[Data items]
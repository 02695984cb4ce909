use super::*;

// ============================================================================
// Construction
// ============================================================================

#[test]
fn test_from_fn_fills_every_slot() {
    let ring = RingSlotSet::from_fn(3, |i| i * 10).unwrap();
    assert_eq!(ring.len(), 3);
    assert_eq!(ring[0], 0);
    assert_eq!(ring[1], 10);
    assert_eq!(ring[2], 20);
    assert_eq!(ring.current_index(), None);
}

#[test]
fn test_zero_slots_rejected() {
    let result = RingSlotSet::from_fn(0, |i| i);
    assert!(matches!(result, Err(Error::InvalidState(_))));
}

#[test]
fn test_try_from_fn_propagates_failure() {
    let mut created = 0;
    let result = RingSlotSet::try_from_fn(4, |i| {
        if i == 2 {
            Err(Error::OutOfMemory)
        } else {
            created += 1;
            Ok(i)
        }
    });
    assert_eq!(result.unwrap_err(), Error::OutOfMemory);
    assert_eq!(created, 2);
}

// ============================================================================
// Cursor
// ============================================================================

#[test]
fn test_current_before_advance_is_error() {
    let mut ring = RingSlotSet::from_fn(2, |i| i).unwrap();
    assert!(ring.current().is_err());
    assert!(ring.current_mut().is_err());
}

#[test]
fn test_first_advance_lands_on_slot_zero() {
    let mut ring = RingSlotSet::from_fn(3, |i| i).unwrap();
    assert_eq!(*ring.advance(), 0);
    assert_eq!(ring.current_index(), Some(0));
    assert_eq!(*ring.current().unwrap(), 0);
}

#[test]
fn test_wraparound_for_every_size() {
    // After N+1 advances the cursor is back where the first advance put it
    for n in 1..=8 {
        let mut ring = RingSlotSet::from_fn(n, |i| i).unwrap();
        let first = *ring.advance();
        for _ in 0..n {
            ring.advance();
        }
        assert_eq!(*ring.current().unwrap(), first, "size {}", n);
    }
}

#[test]
fn test_advance_visits_slots_in_order() {
    let mut ring = RingSlotSet::from_fn(3, |i| i).unwrap();
    let visited: Vec<usize> = (0..7).map(|_| *ring.advance()).collect();
    assert_eq!(visited, vec![0, 1, 2, 0, 1, 2, 0]);
}

#[test]
fn test_single_slot_always_current() {
    let mut ring = RingSlotSet::from_fn(1, |_| "only").unwrap();
    for _ in 0..5 {
        assert_eq!(*ring.advance(), "only");
        assert_eq!(ring.current_index(), Some(0));
    }
}

#[test]
fn test_current_mut_writes_through() {
    let mut ring = RingSlotSet::from_fn(2, |_| 0u32).unwrap();
    ring.advance();
    *ring.current_mut().unwrap() = 7;
    ring.advance();
    *ring.current_mut().unwrap() = 9;
    assert_eq!(ring.into_vec(), vec![7, 9]);
}

// ============================================================================
// Direct access
// ============================================================================

#[test]
fn test_indexed_setup_does_not_move_cursor() {
    let mut ring = RingSlotSet::from_fn(3, |_| String::new()).unwrap();
    for i in 0..ring.len() {
        ring[i] = format!("slot{}", i);
    }
    assert_eq!(ring.current_index(), None);
    assert_eq!(ring.get(1).map(String::as_str), Some("slot1"));
    assert!(ring.get(3).is_none());
}

#[test]
fn test_iter_ignores_cursor() {
    let mut ring = RingSlotSet::from_fn(3, |i| i).unwrap();
    ring.advance();
    ring.advance();
    let all: Vec<usize> = ring.iter().copied().collect();
    assert_eq!(all, vec![0, 1, 2]);
    for slot in ring.iter_mut() {
        *slot += 1;
    }
    assert_eq!((&ring).into_iter().sum::<usize>(), 6);
}
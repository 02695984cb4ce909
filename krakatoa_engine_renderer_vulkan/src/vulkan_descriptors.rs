/// Descriptor set layouts, growable pools and the plane sampler
///
/// Two fixed layouts cover every set the engine binds:
/// - uniform: one uniform buffer at binding 0 (mesh pipelines, set 0)
/// - plane: luma and chroma combined image samplers at bindings 0 and 1
///   (camera background pipeline, set 0)
///
/// Pools are created with FREE_DESCRIPTOR_SET so the resource cache can
/// release sets of evicted objects one by one. When the current pool is
/// exhausted a new one is appended.

use ash::vk;
use krakatoa_engine::krakatoa::{Error, Result};
use krakatoa_engine::{engine_err, engine_error, engine_info};
use rustc_hash::FxHashMap;
use std::sync::Mutex;

use crate::vulkan_context::lock;

const SETS_PER_POOL: u32 = 256;

/// Which of the two set layouts a set was allocated with
#[derive(Debug, Clone, Copy, PartialEq, Eq)]
pub(crate) enum SetLayoutKind {
    Uniform,
    Plane,
}

struct PoolState {
    pools: Vec<vk::DescriptorPool>,
    /// Owning pool of every live set
    owners: FxHashMap<vk::DescriptorSet, vk::DescriptorPool>,
}

pub(crate) struct DescriptorAllocator {
    device: ash::Device,
    uniform_layout: vk::DescriptorSetLayout,
    plane_layout: vk::DescriptorSetLayout,
    plane_sampler: vk::Sampler,
    state: Mutex<PoolState>,
}

impl DescriptorAllocator {
    pub(crate) fn new(device: &ash::Device) -> Result<Self> {
        unsafe {
            let uniform_binding = vk::DescriptorSetLayoutBinding::default()
                .binding(0)
                .descriptor_type(vk::DescriptorType::UNIFORM_BUFFER)
                .descriptor_count(1)
                .stage_flags(vk::ShaderStageFlags::VERTEX | vk::ShaderStageFlags::FRAGMENT);
            let uniform_layout = device
                .create_descriptor_set_layout(
                    &vk::DescriptorSetLayoutCreateInfo::default().bindings(std::slice::from_ref(&uniform_binding)),
                    None,
                )
                .map_err(|e| init_error("Failed to create uniform set layout", e))?;

            let plane_bindings = [0, 1].map(|binding| {
                vk::DescriptorSetLayoutBinding::default()
                    .binding(binding)
                    .descriptor_type(vk::DescriptorType::COMBINED_IMAGE_SAMPLER)
                    .descriptor_count(1)
                    .stage_flags(vk::ShaderStageFlags::FRAGMENT)
            });
            let plane_layout = device
                .create_descriptor_set_layout(
                    &vk::DescriptorSetLayoutCreateInfo::default().bindings(&plane_bindings),
                    None,
                )
                .map_err(|e| init_error("Failed to create plane set layout", e))?;

            // Camera planes are sampled once per screen pixel, no mips
            let sampler_info = vk::SamplerCreateInfo::default()
                .mag_filter(vk::Filter::LINEAR)
                .min_filter(vk::Filter::LINEAR)
                .mipmap_mode(vk::SamplerMipmapMode::NEAREST)
                .address_mode_u(vk::SamplerAddressMode::CLAMP_TO_EDGE)
                .address_mode_v(vk::SamplerAddressMode::CLAMP_TO_EDGE)
                .address_mode_w(vk::SamplerAddressMode::CLAMP_TO_EDGE)
                .mip_lod_bias(0.0)
                .min_lod(0.0)
                .max_lod(0.0)
                .border_color(vk::BorderColor::FLOAT_OPAQUE_BLACK)
                .compare_enable(false)
                .compare_op(vk::CompareOp::ALWAYS)
                .unnormalized_coordinates(false);
            let plane_sampler = device
                .create_sampler(&sampler_info, None)
                .map_err(|e| init_error("Failed to create plane sampler", e))?;

            let first_pool = create_pool(device)?;

            Ok(Self {
                device: device.clone(),
                uniform_layout,
                plane_layout,
                plane_sampler,
                state: Mutex::new(PoolState { pools: vec![first_pool], owners: FxHashMap::default() }),
            })
        }
    }

    pub(crate) fn layout(&self, kind: SetLayoutKind) -> vk::DescriptorSetLayout {
        match kind {
            SetLayoutKind::Uniform => self.uniform_layout,
            SetLayoutKind::Plane => self.plane_layout,
        }
    }

    pub(crate) fn allocate_uniform_set(&self, buffer: vk::Buffer, range: u64) -> Result<vk::DescriptorSet> {
        let set = self.allocate(SetLayoutKind::Uniform)?;
        let buffer_info = vk::DescriptorBufferInfo::default().buffer(buffer).offset(0).range(range);
        let write = vk::WriteDescriptorSet::default()
            .dst_set(set)
            .dst_binding(0)
            .dst_array_element(0)
            .descriptor_type(vk::DescriptorType::UNIFORM_BUFFER)
            .buffer_info(std::slice::from_ref(&buffer_info));
        unsafe {
            self.device.update_descriptor_sets(std::slice::from_ref(&write), &[]);
        }
        Ok(set)
    }

    pub(crate) fn allocate_plane_set(&self, luma: vk::ImageView, chroma: vk::ImageView) -> Result<vk::DescriptorSet> {
        let set = self.allocate(SetLayoutKind::Plane)?;
        let image_infos = [luma, chroma].map(|view| {
            vk::DescriptorImageInfo::default()
                .image_layout(vk::ImageLayout::SHADER_READ_ONLY_OPTIMAL)
                .image_view(view)
                .sampler(self.plane_sampler)
        });
        let writes = [
            vk::WriteDescriptorSet::default()
                .dst_set(set)
                .dst_binding(0)
                .descriptor_type(vk::DescriptorType::COMBINED_IMAGE_SAMPLER)
                .image_info(std::slice::from_ref(&image_infos[0])),
            vk::WriteDescriptorSet::default()
                .dst_set(set)
                .dst_binding(1)
                .descriptor_type(vk::DescriptorType::COMBINED_IMAGE_SAMPLER)
                .image_info(std::slice::from_ref(&image_infos[1])),
        ];
        unsafe {
            self.device.update_descriptor_sets(&writes, &[]);
        }
        Ok(set)
    }

    /// Return a set to its pool. Unknown sets are ignored.
    pub(crate) fn free(&self, set: vk::DescriptorSet) {
        let mut state = lock(&self.state);
        if let Some(pool) = state.owners.remove(&set) {
            unsafe {
                if let Err(e) = self.device.free_descriptor_sets(pool, &[set]) {
                    engine_error!("krakatoa::vulkan", "Failed to free descriptor set: {:?}", e);
                }
            }
        }
    }

    /// Number of live sets
    pub(crate) fn live_sets(&self) -> usize {
        lock(&self.state).owners.len()
    }

    fn allocate(&self, kind: SetLayoutKind) -> Result<vk::DescriptorSet> {
        let layouts = [self.layout(kind)];
        let mut state = lock(&self.state);
        let current_pool = *state
            .pools
            .last()
            .ok_or_else(|| Error::InvalidState("Descriptor allocator has no pool".to_string()))?;

        let set = unsafe {
            let allocate_info = vk::DescriptorSetAllocateInfo::default()
                .descriptor_pool(current_pool)
                .set_layouts(&layouts);
            match self.device.allocate_descriptor_sets(&allocate_info) {
                Ok(sets) => (current_pool, sets[0]),
                Err(vk::Result::ERROR_OUT_OF_POOL_MEMORY) | Err(vk::Result::ERROR_FRAGMENTED_POOL) => {
                    let new_pool = create_pool(&self.device)?;
                    state.pools.push(new_pool);
                    engine_info!(
                        "krakatoa::vulkan",
                        "Descriptor pool exhausted, created new pool (total: {})",
                        state.pools.len()
                    );
                    let retry_info = vk::DescriptorSetAllocateInfo::default()
                        .descriptor_pool(new_pool)
                        .set_layouts(&layouts);
                    let sets = self.device.allocate_descriptor_sets(&retry_info).map_err(|e| {
                        engine_err!("krakatoa::vulkan", "Failed to allocate descriptor set after pool growth: {:?}", e)
                    })?;
                    (new_pool, sets[0])
                }
                Err(vk::Result::ERROR_OUT_OF_HOST_MEMORY) | Err(vk::Result::ERROR_OUT_OF_DEVICE_MEMORY) => {
                    engine_error!("krakatoa::vulkan", "Out of memory allocating a {:?} descriptor set", kind);
                    return Err(Error::OutOfMemory);
                }
                Err(e) => return Err(engine_err!("krakatoa::vulkan", "Failed to allocate descriptor set: {:?}", e)),
            }
        };

        state.owners.insert(set.1, set.0);
        Ok(set.1)
    }
}

impl Drop for DescriptorAllocator {
    fn drop(&mut self) {
        unsafe {
            let state = self.state.get_mut().unwrap_or_else(std::sync::PoisonError::into_inner);
            // Destroying a pool frees its sets
            for pool in state.pools.drain(..) {
                self.device.destroy_descriptor_pool(pool, None);
            }
            state.owners.clear();
            self.device.destroy_sampler(self.plane_sampler, None);
            self.device.destroy_descriptor_set_layout(self.plane_layout, None);
            self.device.destroy_descriptor_set_layout(self.uniform_layout, None);
        }
    }
}

fn init_error(what: &str, e: vk::Result) -> Error {
    engine_error!("krakatoa::vulkan", "{}: {:?}", what, e);
    Error::InitializationFailed(format!("{}: {:?}", what, e))
}

/// Pool sized for `SETS_PER_POOL` sets of either layout
fn create_pool(device: &ash::Device) -> Result<vk::DescriptorPool> {
    let pool_sizes = pool_sizes(SETS_PER_POOL);
    let info = vk::DescriptorPoolCreateInfo::default()
        .flags(vk::DescriptorPoolCreateFlags::FREE_DESCRIPTOR_SET)
        .pool_sizes(&pool_sizes)
        .max_sets(SETS_PER_POOL);
    unsafe { device.create_descriptor_pool(&info, None).map_err(|e| init_error("Failed to create descriptor pool", e)) }
}

/// Descriptor counts so that `sets` sets of either layout always fit
pub(crate) fn pool_sizes(sets: u32) -> [vk::DescriptorPoolSize; 2] {
    [
        vk::DescriptorPoolSize { ty: vk::DescriptorType::UNIFORM_BUFFER, descriptor_count: sets },
        vk::DescriptorPoolSize { ty: vk::DescriptorType::COMBINED_IMAGE_SAMPLER, descriptor_count: sets * 2 },
    ]
}
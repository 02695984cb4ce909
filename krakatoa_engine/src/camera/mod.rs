/// Camera image ingestion (YUV luma + interleaved chroma planes)

pub mod camera_frame;
pub mod plane_copy;
pub mod plane_ingestor;

pub use camera_frame::CameraFrame;
pub use plane_copy::{copy_plane, PlaneLayout};
pub use plane_ingestor::{CameraPlaneIngestor, IngestOutcome};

> **WHAT NEEDS TO BE DONE**
Search the records above for the string "planes" and copy each line that holds it.

> **SOLUTION TO THE PROBLEM**
            // Camera planes are sampled once per screen pixel, no mips
/// Camera image ingestion (YUV luma + interleaved chroma planes)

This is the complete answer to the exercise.